In the data below, how many lines contain the word "struct"? Answer with the number alone.

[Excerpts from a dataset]

· · · ·

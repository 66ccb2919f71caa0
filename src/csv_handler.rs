// src/csv_handler.rs
use std::fs::{self, File};
use std::path::{Path, PathBuf};

use async_trait::async_trait;
use csv::{ReaderBuilder, WriterBuilder};
use tokio::sync::Mutex;
use tokio::task;
use tracing::info;

use crate::data_types::{CellCoord, RawGrid};
use crate::error::{FetchError, WriteError};
use crate::source::{CellWriter, GridSource};

/// File holding one tab's export. Tab names like `17/05/68` become `17-05-68.csv`.
pub fn tab_file(dir: &Path, tab: &str) -> PathBuf {
    let name: String = tab
        .chars()
        .map(|c| if matches!(c, '/' | '\\' | ':') { '-' } else { c })
        .collect();
    dir.join(format!("{name}.csv"))
}

fn read_grid(path: &Path) -> Result<RawGrid, csv::Error> {
    let file = File::open(path)?;
    let mut reader = ReaderBuilder::new()
        .has_headers(false)
        .flexible(true)
        .from_reader(file);

    let mut grid = Vec::new();
    for result in reader.records() {
        let record = result?;
        grid.push(record.iter().map(String::from).collect());
    }
    Ok(grid)
}

/// Writes the grid next to `path` and renames it into place, so readers
/// see either the old file or the new one.
fn write_grid(path: &Path, grid: &RawGrid) -> Result<(), csv::Error> {
    let mut staging = path.as_os_str().to_owned();
    staging.push(".tmp");
    let staging = PathBuf::from(staging);

    let mut writer = WriterBuilder::new().flexible(true).from_path(&staging)?;
    for row in grid {
        if row.is_empty() {
            // csv skips zero-field records, which would shift every row below
            writer.write_record([""])?;
        } else {
            writer.write_record(row)?;
        }
    }
    writer.flush()?;
    drop(writer);

    fs::rename(&staging, path)?;
    Ok(())
}

/// Reads tabs from a folder of CSV exports.
pub struct CsvGridSource {
    dir: PathBuf,
}

impl CsvGridSource {
    pub fn new(dir: PathBuf) -> Self {
        CsvGridSource { dir }
    }
}

#[async_trait]
impl GridSource for CsvGridSource {
    async fn fetch_grid(&self, tab: &str) -> Result<RawGrid, FetchError> {
        let path = tab_file(&self.dir, tab);
        task::spawn_blocking(move || {
            read_grid(&path).map_err(|err| {
                let shown = path.display().to_string();
                if err.is_io_error() {
                    FetchError::Io { path: shown, message: err.to_string() }
                } else {
                    FetchError::Csv { path: shown, message: err.to_string() }
                }
            })
        })
        .await
        .map_err(|e| FetchError::Transport(e.to_string()))?
    }
}

/// Rewrites one cell of a tab's CSV export.
pub struct CsvCellWriter {
    dir: PathBuf,
    // held for the whole read-modify-write of a file
    lock: Mutex<()>,
}

impl CsvCellWriter {
    pub fn new(dir: PathBuf) -> Self {
        CsvCellWriter {
            dir,
            lock: Mutex::new(()),
        }
    }
}

#[async_trait]
impl CellWriter for CsvCellWriter {
    async fn write_cell(&self, tab: &str, coord: CellCoord, value: &str) -> Result<(), WriteError> {
        if coord.row == 0 {
            return Err(WriteError::RowOutOfRange(coord.row));
        }
        let path = tab_file(&self.dir, tab);
        let value = value.to_string();

        // Writes to different cells of one tab would otherwise rewrite the
        // file from stale copies and drop each other's changes.
        let _guard = self.lock.lock().await;
        task::spawn_blocking(move || -> Result<(), WriteError> {
            let mut grid = read_grid(&path)?;
            if grid.len() < coord.row {
                grid.resize(coord.row, Vec::new());
            }
            let row = &mut grid[coord.row - 1];
            if row.len() <= coord.col {
                row.resize(coord.col + 1, String::new());
            }
            row[coord.col] = value;
            write_grid(&path, &grid)?;
            info!(path = %path.display(), cell = %coord.a1(), "csv cell updated");
            Ok(())
        })
        .await
        .map_err(|e| WriteError::Task(e.to_string()))?
    }
}

#[cfg(test)]
mod tests {
    use std::fs;
    use std::time::{SystemTime, UNIX_EPOCH};

    use super::*;
    use crate::data_types::OrderField;
    use crate::transform::{locate, parse};

    fn temp_dir(label: &str) -> PathBuf {
        let suffix = SystemTime::now()
            .duration_since(UNIX_EPOCH)
            .expect("clock")
            .as_nanos();
        let dir = std::env::temp_dir().join(format!("order_dashboard_{label}_{suffix}"));
        fs::create_dir_all(&dir).expect("temp dir");
        dir
    }

    const SHEET: &str = "h,h,h,h,h,h,h,h,h,h,h\n\
                         d,,,,,,,,5,2,1\n\
                         O1,P1,C1,D1,3,T1,รอดำเนินการ,N1\n\
                         O2,P2\n";

    #[test]
    fn tab_names_become_file_names() {
        let dir = Path::new("/data");
        assert_eq!(tab_file(dir, "17/05/68"), PathBuf::from("/data/17-05-68.csv"));
    }

    #[tokio::test]
    async fn reads_jagged_rows() {
        let dir = temp_dir("csv_read");
        fs::write(tab_file(&dir, "17/05/68"), SHEET).expect("write");

        let grid = CsvGridSource::new(dir.clone()).fetch_grid("17/05/68").await.expect("grid");
        fs::remove_dir_all(&dir).expect("cleanup");

        assert_eq!(grid.len(), 4);
        assert_eq!(grid[1].len(), 11);
        assert_eq!(grid[3], vec!["O2", "P2"]);
    }

    #[tokio::test]
    async fn missing_tab_file_is_an_io_error() {
        let dir = temp_dir("csv_missing");
        let err = CsvGridSource::new(dir.clone()).fetch_grid("19/05/68").await.expect_err("missing");
        fs::remove_dir_all(&dir).expect("cleanup");

        assert!(matches!(err, FetchError::Io { .. }));
    }

    #[tokio::test]
    async fn written_cell_is_read_back() {
        let dir = temp_dir("csv_write");
        fs::write(tab_file(&dir, "17/05/68"), SHEET).expect("write");
        let source = CsvGridSource::new(dir.clone());
        let writer = CsvCellWriter::new(dir.clone());

        let coord = locate(2, OrderField::Status);
        writer.write_cell("17/05/68", coord, "จัดส่งแล้ว").await.expect("write cell");
        let (records, summary) = parse(&source.fetch_grid("17/05/68").await.expect("grid"));

        let coord = locate(1, OrderField::Quantity);
        writer.write_cell("17/05/68", coord, "3").await.expect("same value");
        let (again, _) = parse(&source.fetch_grid("17/05/68").await.expect("grid"));
        fs::remove_dir_all(&dir).expect("cleanup");

        assert_eq!(records[2].status, "จัดส่งแล้ว");
        assert_eq!(records[2].order_number, "O2");
        assert_eq!(records[1].status, "รอดำเนินการ");
        assert_eq!(summary.total_orders, 5);
        assert_eq!(again, records);
    }

    #[tokio::test]
    async fn writes_past_the_end_extend_the_sheet() {
        let dir = temp_dir("csv_extend");
        fs::write(tab_file(&dir, "20/05/68"), "h\n").expect("write");
        let writer = CsvCellWriter::new(dir.clone());

        writer
            .write_cell("20/05/68", locate(2, OrderField::Notes), "late")
            .await
            .expect("write");
        let grid = CsvGridSource::new(dir.clone()).fetch_grid("20/05/68").await.expect("grid");
        fs::remove_dir_all(&dir).expect("cleanup");

        let (records, _) = parse(&grid);
        assert_eq!(records.len(), 3);
        assert_eq!(records[2].notes, "late");
        assert_eq!(records[0], crate::data_types::OrderRecord { id: 0, ..Default::default() });
    }

    #[tokio::test(flavor = "multi_thread", worker_threads = 4)]
    async fn concurrent_writes_to_different_cells_all_land() {
        let dir = temp_dir("csv_concurrent");
        let mut sheet = String::from("h,h,h,h,h,h,h,h\n");
        for id in 0..20 {
            sheet.push_str(&format!("O{id},P{id},C{id},D{id},1,T{id},รอดำเนินการ,\n"));
        }
        fs::write(tab_file(&dir, "21/05/68"), sheet).expect("write");

        let writer = std::sync::Arc::new(CsvCellWriter::new(dir.clone()));
        let mut handles = Vec::new();
        for id in 0..20 {
            let writer = writer.clone();
            handles.push(tokio::spawn(async move {
                writer
                    .write_cell("21/05/68", locate(id, OrderField::Notes), &format!("N{id}"))
                    .await
            }));
        }
        for handle in handles {
            handle.await.expect("join").expect("write cell");
        }

        let grid = CsvGridSource::new(dir.clone()).fetch_grid("21/05/68").await.expect("grid");
        fs::remove_dir_all(&dir).expect("cleanup");

        assert_eq!(grid.len(), 21);
        let (records, _) = parse(&grid);
        for (id, record) in records.iter().enumerate() {
            assert_eq!(record.order_number, format!("O{id}"));
            assert_eq!(record.notes, format!("N{id}"));
        }
    }

    #[tokio::test]
    async fn rewrite_leaves_no_staging_file() {
        let dir = temp_dir("csv_staging");
        fs::write(tab_file(&dir, "22/05/68"), SHEET).expect("write");

        CsvCellWriter::new(dir.clone())
            .write_cell("22/05/68", locate(1, OrderField::Notes), "rush")
            .await
            .expect("write");
        let names: Vec<_> = fs::read_dir(&dir)
            .expect("list")
            .map(|entry| entry.expect("entry").file_name())
            .collect();
        fs::remove_dir_all(&dir).expect("cleanup");

        assert_eq!(names, vec![std::ffi::OsString::from("22-05-68.csv")]);
    }

    #[tokio::test]
    async fn row_zero_is_rejected() {
        let writer = CsvCellWriter::new(std::env::temp_dir());
        let err = writer
            .write_cell("17/05/68", CellCoord { row: 0, col: 0 }, "x")
            .await
            .expect_err("row zero");
        assert!(matches!(err, WriteError::RowOutOfRange(0)));
    }
}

· · · ·

▶ [SOLUTION]: 2